## WHAT IS REQUIRED:
Look through the data below and report how many lines include "PoolError". Only the number should be given.

## Stored items:
┄┄┄┄┄┄┄┄┄┄

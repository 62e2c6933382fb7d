//! Fingerprinted background job registry.
//!
//! The pool admits a job only when no job with the same fingerprint is
//! already running, which is what coalesces duplicate sync requests: the
//! second submitter gets [`PoolError::JobExists`] and treats it as "someone
//! else is already handling it".

use std::collections::HashMap;
use std::fmt;
use std::future::Future;
use std::sync::{Arc, Mutex};

use thiserror::Error;
use tokio::sync::Notify;
use tokio::task::JoinHandle;
use tracing::debug;

use crate::source::RemoteSource;

/// Result type alias for pool operations.
pub type Result<T> = std::result::Result<T, PoolError>;

/// Error type for job admission.
#[derive(Error, Debug, Clone, PartialEq, Eq)]
pub enum PoolError {
    /// A job with the same fingerprint is already running.
    #[error("an identical job is already running")]
    JobExists,

    /// The pool is shutting down and refuses new work.
    #[error("worker pool stopped")]
    PoolStopped,
}

/// What a sync job does.
#[derive(Debug, Clone, Copy, PartialEq, Eq)]
pub enum JobKind {
    /// Resolve `latest` to a concrete version, link it, and chain a
    /// [`JobKind::SyncRepository`] for the resolved version.
    SyncLatest,
    /// Clone, build, and publish one concrete `(repository, version)`.
    SyncRepository,
}

impl fmt::Display for JobKind {
    fn fmt(&self, f: &mut fmt::Formatter<'_>) -> fmt::Result {
        match self {
            JobKind::SyncLatest => write!(f, "SyncLatest"),
            JobKind::SyncRepository => write!(f, "SyncRepository"),
        }
    }
}

/// A unit of background work, owning its source identity.
#[derive(Debug, Clone)]
pub struct Job {
    /// The artifact the job materializes.
    pub source: RemoteSource,
    /// What to do for it.
    pub kind: JobKind,
}

impl Job {
    /// Create a job for `source`.
    #[must_use]
    pub fn new(kind: JobKind, source: RemoteSource) -> Self {
        Self { source, kind }
    }

    /// The deduplication key: `kind ":" repository "@" version`.
    #[must_use]
    pub fn fingerprint(&self) -> String {
        fingerprint(self.kind, &self.source.repository, &self.source.version)
    }
}

/// Build a fingerprint without constructing a [`Job`].
#[must_use]
pub fn fingerprint(kind: JobKind, repository: &str, version: &str) -> String {
    format!("{kind}:{repository}@{version}")
}

struct PoolState {
    jobs: HashMap<String, JoinHandle<()>>,
    shutdown: bool,
}

struct PoolInner {
    state: Mutex<PoolState>,
    completions: Notify,
}

/// Registry of in-flight background jobs.
///
/// Cheap to clone; all clones share one registry.
#[derive(Clone)]
pub struct WorkerPool {
    inner: Arc<PoolInner>,
}

impl Default for WorkerPool {
    fn default() -> Self {
        Self::new()
    }
}

impl WorkerPool {
    /// Create an empty pool.
    #[must_use]
    pub fn new() -> Self {
        Self {
            inner: Arc::new(PoolInner {
                state: Mutex::new(PoolState {
                    jobs: HashMap::new(),
                    shutdown: false,
                }),
                completions: Notify::new(),
            }),
        }
    }

    /// Admit `job` and spawn `body` for it.
    ///
    /// The fingerprint table is checked and updated under one guard held
    /// across the spawn, so two submitters racing on the same fingerprint
    /// cannot both succeed. The worker task deregisters itself on every
    /// terminal path.
    pub fn add_job<F>(&self, job: Job, body: F) -> Result<()>
    where
        F: Future<Output = ()> + Send + 'static,
    {
        let key = job.fingerprint();
        let mut state = self.inner.state.lock().expect("pool mutex poisoned");
        if state.shutdown {
            return Err(PoolError::PoolStopped);
        }
        if state.jobs.contains_key(&key) {
            return Err(PoolError::JobExists);
        }

        debug!(fingerprint = %key, "job admitted");
        let pool = self.clone();
        let completed_key = key.clone();
        let handle = tokio::spawn(async move {
            body.await;
            pool.complete(&completed_key);
        });
        state.jobs.insert(key, handle);
        Ok(())
    }

    /// Whether a job with this exact fingerprint is in flight.
    #[must_use]
    pub fn is_running(&self, fingerprint: &str) -> bool {
        let state = self.inner.state.lock().expect("pool mutex poisoned");
        state.jobs.contains_key(fingerprint)
    }

    /// Whether any repository sync for `repository` is in flight, under any
    /// version. Covers the window in which a `latest` chain has moved on to
    /// its resolved version.
    #[must_use]
    pub fn has_repository_sync(&self, repository: &str) -> bool {
        let prefix = format!("{}:{repository}@", JobKind::SyncRepository);
        let state = self.inner.state.lock().expect("pool mutex poisoned");
        state.jobs.keys().any(|key| key.starts_with(&prefix))
    }

    /// Number of in-flight jobs.
    #[must_use]
    pub fn len(&self) -> usize {
        let state = self.inner.state.lock().expect("pool mutex poisoned");
        state.jobs.len()
    }

    /// Whether no job is in flight.
    #[must_use]
    pub fn is_empty(&self) -> bool {
        self.len() == 0
    }

    /// Completion notifier: fired once per job on its terminal path.
    ///
    /// Waiters should create (and enable) the notified future before
    /// re-checking state, so a completion between check and wait is not
    /// missed.
    #[must_use]
    pub fn completions(&self) -> &Notify {
        &self.inner.completions
    }

    fn complete(&self, fingerprint: &str) {
        {
            let mut state = self.inner.state.lock().expect("pool mutex poisoned");
            state.jobs.remove(fingerprint);
        }
        debug!(%fingerprint, "job completed");
        self.inner.completions.notify_waiters();
    }

    /// Refuse new work and join every in-flight job. Idempotent.
    pub async fn shutdown(&self) {
        let handles: Vec<JoinHandle<()>> = {
            let mut state = self.inner.state.lock().expect("pool mutex poisoned");
            state.shutdown = true;
            state.jobs.drain().map(|(_, handle)| handle).collect()
        };
        for handle in handles {
            let _ = handle.await;
        }
    }
}

#[cfg(test)]
mod tests {
    use super::*;
    use std::sync::atomic::{AtomicUsize, Ordering};
    use std::time::Duration;
    use tokio::sync::Semaphore;

    fn job(kind: JobKind, path: &str) -> Job {
        Job::new(kind, RemoteSource::parse(path).unwrap())
    }

    #[test]
    fn test_fingerprint_format() {
        let j = job(JobKind::SyncLatest, "github.com/a/b");
        assert_eq!(j.fingerprint(), "SyncLatest:github.com/a/b@latest");

        let j = job(JobKind::SyncRepository, "github.com/a/b@v1.0.0");
        assert_eq!(j.fingerprint(), "SyncRepository:github.com/a/b@v1.0.0");
    }

    #[tokio::test]
    async fn test_duplicate_fingerprint_rejected() {
        let pool = WorkerPool::new();
        let gate = Arc::new(Semaphore::new(0));

        let wait = Arc::clone(&gate);
        pool.add_job(job(JobKind::SyncLatest, "github.com/a/b"), async move {
            let _permit = wait.acquire().await;
        })
        .unwrap();

        let err = pool
            .add_job(job(JobKind::SyncLatest, "github.com/a/b"), async {})
            .unwrap_err();
        assert_eq!(err, PoolError::JobExists);
        assert_eq!(pool.len(), 1);

        gate.add_permits(1);
        pool.shutdown().await;
    }

    #[tokio::test]
    async fn test_same_source_different_kind_is_distinct() {
        let pool = WorkerPool::new();
        let gate = Arc::new(Semaphore::new(0));

        for kind in [JobKind::SyncLatest, JobKind::SyncRepository] {
            let wait = Arc::clone(&gate);
            pool.add_job(job(kind, "github.com/a/b"), async move {
                let _permit = wait.acquire().await;
            })
            .unwrap();
        }
        assert_eq!(pool.len(), 2);

        gate.add_permits(2);
        pool.shutdown().await;
    }

    #[tokio::test(flavor = "multi_thread", worker_threads = 4)]
    async fn test_concurrent_add_exactly_one_wins() {
        let pool = WorkerPool::new();
        let gate = Arc::new(Semaphore::new(0));
        let admitted = Arc::new(AtomicUsize::new(0));

        let mut tasks = Vec::new();
        for _ in 0..8 {
            let pool = pool.clone();
            let gate = Arc::clone(&gate);
            let admitted = Arc::clone(&admitted);
            tasks.push(tokio::spawn(async move {
                let body_gate = Arc::clone(&gate);
                let result = pool.add_job(job(JobKind::SyncLatest, "github.com/a/b"), async move {
                    let _permit = body_gate.acquire().await;
                });
                match result {
                    Ok(()) => {
                        admitted.fetch_add(1, Ordering::SeqCst);
                    }
                    Err(PoolError::JobExists) => {}
                    Err(other) => panic!("unexpected error: {other}"),
                }
            }));
        }
        for task in tasks {
            task.await.unwrap();
        }

        assert_eq!(admitted.load(Ordering::SeqCst), 1);
        assert_eq!(pool.len(), 1);

        gate.add_permits(1);
        pool.shutdown().await;
    }

    #[tokio::test]
    async fn test_job_deregisters_on_completion() {
        let pool = WorkerPool::new();
        let fingerprint = job(JobKind::SyncRepository, "github.com/a/b@v1").fingerprint();

        pool.add_job(job(JobKind::SyncRepository, "github.com/a/b@v1"), async {})
            .unwrap();
        pool.shutdown().await;

        assert!(!pool.is_running(&fingerprint));
        assert!(pool.is_empty());
    }

    #[tokio::test]
    async fn test_completion_notifies_enabled_waiter() {
        let pool = WorkerPool::new();

        let notified = pool.completions().notified();
        tokio::pin!(notified);
        notified.as_mut().enable();

        pool.add_job(job(JobKind::SyncRepository, "github.com/a/b@v1"), async {})
            .unwrap();
        notified.await;

        assert!(pool.is_empty());
    }

    #[tokio::test]
    async fn test_shutdown_refuses_new_work() {
        let pool = WorkerPool::new();
        pool.shutdown().await;

        let err = pool
            .add_job(job(JobKind::SyncLatest, "github.com/a/b"), async {})
            .unwrap_err();
        assert_eq!(err, PoolError::PoolStopped);
    }

    #[tokio::test(flavor = "multi_thread", worker_threads = 2)]
    async fn test_shutdown_joins_in_flight_jobs() {
        let pool = WorkerPool::new();
        let finished = Arc::new(AtomicUsize::new(0));

        for i in 0..3 {
            let finished = Arc::clone(&finished);
            pool.add_job(
                job(JobKind::SyncRepository, &format!("github.com/a/b@v{i}")),
                async move {
                    tokio::time::sleep(Duration::from_millis(50)).await;
                    finished.fetch_add(1, Ordering::SeqCst);
                },
            )
            .unwrap();
        }

        pool.shutdown().await;
        assert_eq!(finished.load(Ordering::SeqCst), 3);
        assert!(pool.is_empty());

        // Idempotent.
        pool.shutdown().await;
    }

    #[tokio::test]
    async fn test_has_repository_sync_matches_any_version() {
        let pool = WorkerPool::new();
        let gate = Arc::new(Semaphore::new(0));

        let wait = Arc::clone(&gate);
        pool.add_job(
            job(JobKind::SyncRepository, "github.com/a/b@v2.1"),
            async move {
                let _permit = wait.acquire().await;
            },
        )
        .unwrap();

        assert!(pool.has_repository_sync("github.com/a/b"));
        assert!(!pool.has_repository_sync("github.com/a/other"));

        gate.add_permits(1);
        pool.shutdown().await;
    }
}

┄┄┄┄┄┄┄┄┄┄

## SOLUTION BELOW:
8